- [Work instruction] Could you count the lines below that include the word "UpdateUserRequest" and give only the number?

- [Information]
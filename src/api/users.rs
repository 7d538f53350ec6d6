use actix_web::{delete, get, patch, post, web, HttpResponse};

use crate::config::AppConfig;
use crate::database::UserStore;
use crate::models::{
    CreateUserRequest, DeleteUserResponse, ListUsersQuery, UpdateUserRequest, UserResponse,
};
use crate::services::user_service;
use crate::utils::error::{AppError, ErrorResponse};

/// POST /users - Cria usuário (roles vazio vira ["user"])
#[utoipa::path(
    tag = "Users",
    request_body = CreateUserRequest,
    responses(
        (status = 201, description = "User created", body = UserResponse),
        (status = 400, description = "Validation failed or email already in use", body = ErrorResponse)
    )
)]
#[post("/users")]
pub async fn create_user(
    store: web::Data<dyn UserStore>,
    body: web::Json<CreateUserRequest>,
) -> Result<HttpResponse, AppError> {
    let user = user_service::create_user(store.get_ref(), body.into_inner()).await?;
    Ok(HttpResponse::Created().json(UserResponse::from(user)))
}

/// GET /users - Lista com filtros, ordenação e paginação
#[utoipa::path(
    tag = "Users",
    params(ListUsersQuery),
    responses(
        (status = 200, description = "Page of users (possibly empty)", body = [UserResponse]),
        (status = 400, description = "Invalid paging parameters", body = ErrorResponse),
        (status = 500, description = "Database failure", body = ErrorResponse)
    )
)]
#[get("/users")]
pub async fn list_users(
    store: web::Data<dyn UserStore>,
    config: web::Data<AppConfig>,
    query: web::Query<ListUsersQuery>,
) -> Result<HttpResponse, AppError> {
    let users = user_service::list_users(store.get_ref(), &query, config.max_page_size).await?;
    let users: Vec<UserResponse> = users.into_iter().map(UserResponse::from).collect();
    Ok(HttpResponse::Ok().json(users))
}

/// GET /users/{id}
#[utoipa::path(
    tag = "Users",
    params(("id" = String, Path, description = "User ObjectId (24 hex chars)")),
    responses(
        (status = 200, description = "User found", body = UserResponse),
        (status = 400, description = "Malformed id", body = ErrorResponse),
        (status = 404, description = "User not found", body = ErrorResponse)
    )
)]
#[get("/users/{id}")]
pub async fn get_user(
    store: web::Data<dyn UserStore>,
    path: web::Path<String>,
) -> Result<HttpResponse, AppError> {
    let user = user_service::get_user(store.get_ref(), &path).await?;
    Ok(HttpResponse::Ok().json(UserResponse::from(user)))
}

/// PATCH /users/{id} - Atualização parcial (só os campos enviados)
#[utoipa::path(
    tag = "Users",
    params(("id" = String, Path, description = "User ObjectId (24 hex chars)")),
    request_body = UpdateUserRequest,
    responses(
        (status = 200, description = "Updated user", body = UserResponse),
        (status = 400, description = "Validation failed or malformed id", body = ErrorResponse),
        (status = 404, description = "User not found", body = ErrorResponse)
    )
)]
#[patch("/users/{id}")]
pub async fn update_user(
    store: web::Data<dyn UserStore>,
    path: web::Path<String>,
    body: web::Json<UpdateUserRequest>,
) -> Result<HttpResponse, AppError> {
    let user = user_service::update_user(store.get_ref(), &path, body.into_inner()).await?;
    Ok(HttpResponse::Ok().json(UserResponse::from(user)))
}

/// DELETE /users/{id}
#[utoipa::path(
    tag = "Users",
    params(("id" = String, Path, description = "User ObjectId (24 hex chars)")),
    responses(
        (status = 200, description = "User deleted", body = DeleteUserResponse),
        (status = 400, description = "Malformed id", body = ErrorResponse),
        (status = 404, description = "User not found", body = ErrorResponse)
    )
)]
#[delete("/users/{id}")]
pub async fn delete_user(
    store: web::Data<dyn UserStore>,
    path: web::Path<String>,
) -> Result<HttpResponse, AppError> {
    let user = user_service::delete_user(store.get_ref(), &path).await?;
    Ok(HttpResponse::Ok().json(DeleteUserResponse {
        message: "Deleted".to_string(),
        id: user.id.to_hex(),
    }))
}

- [Finished exercise] 3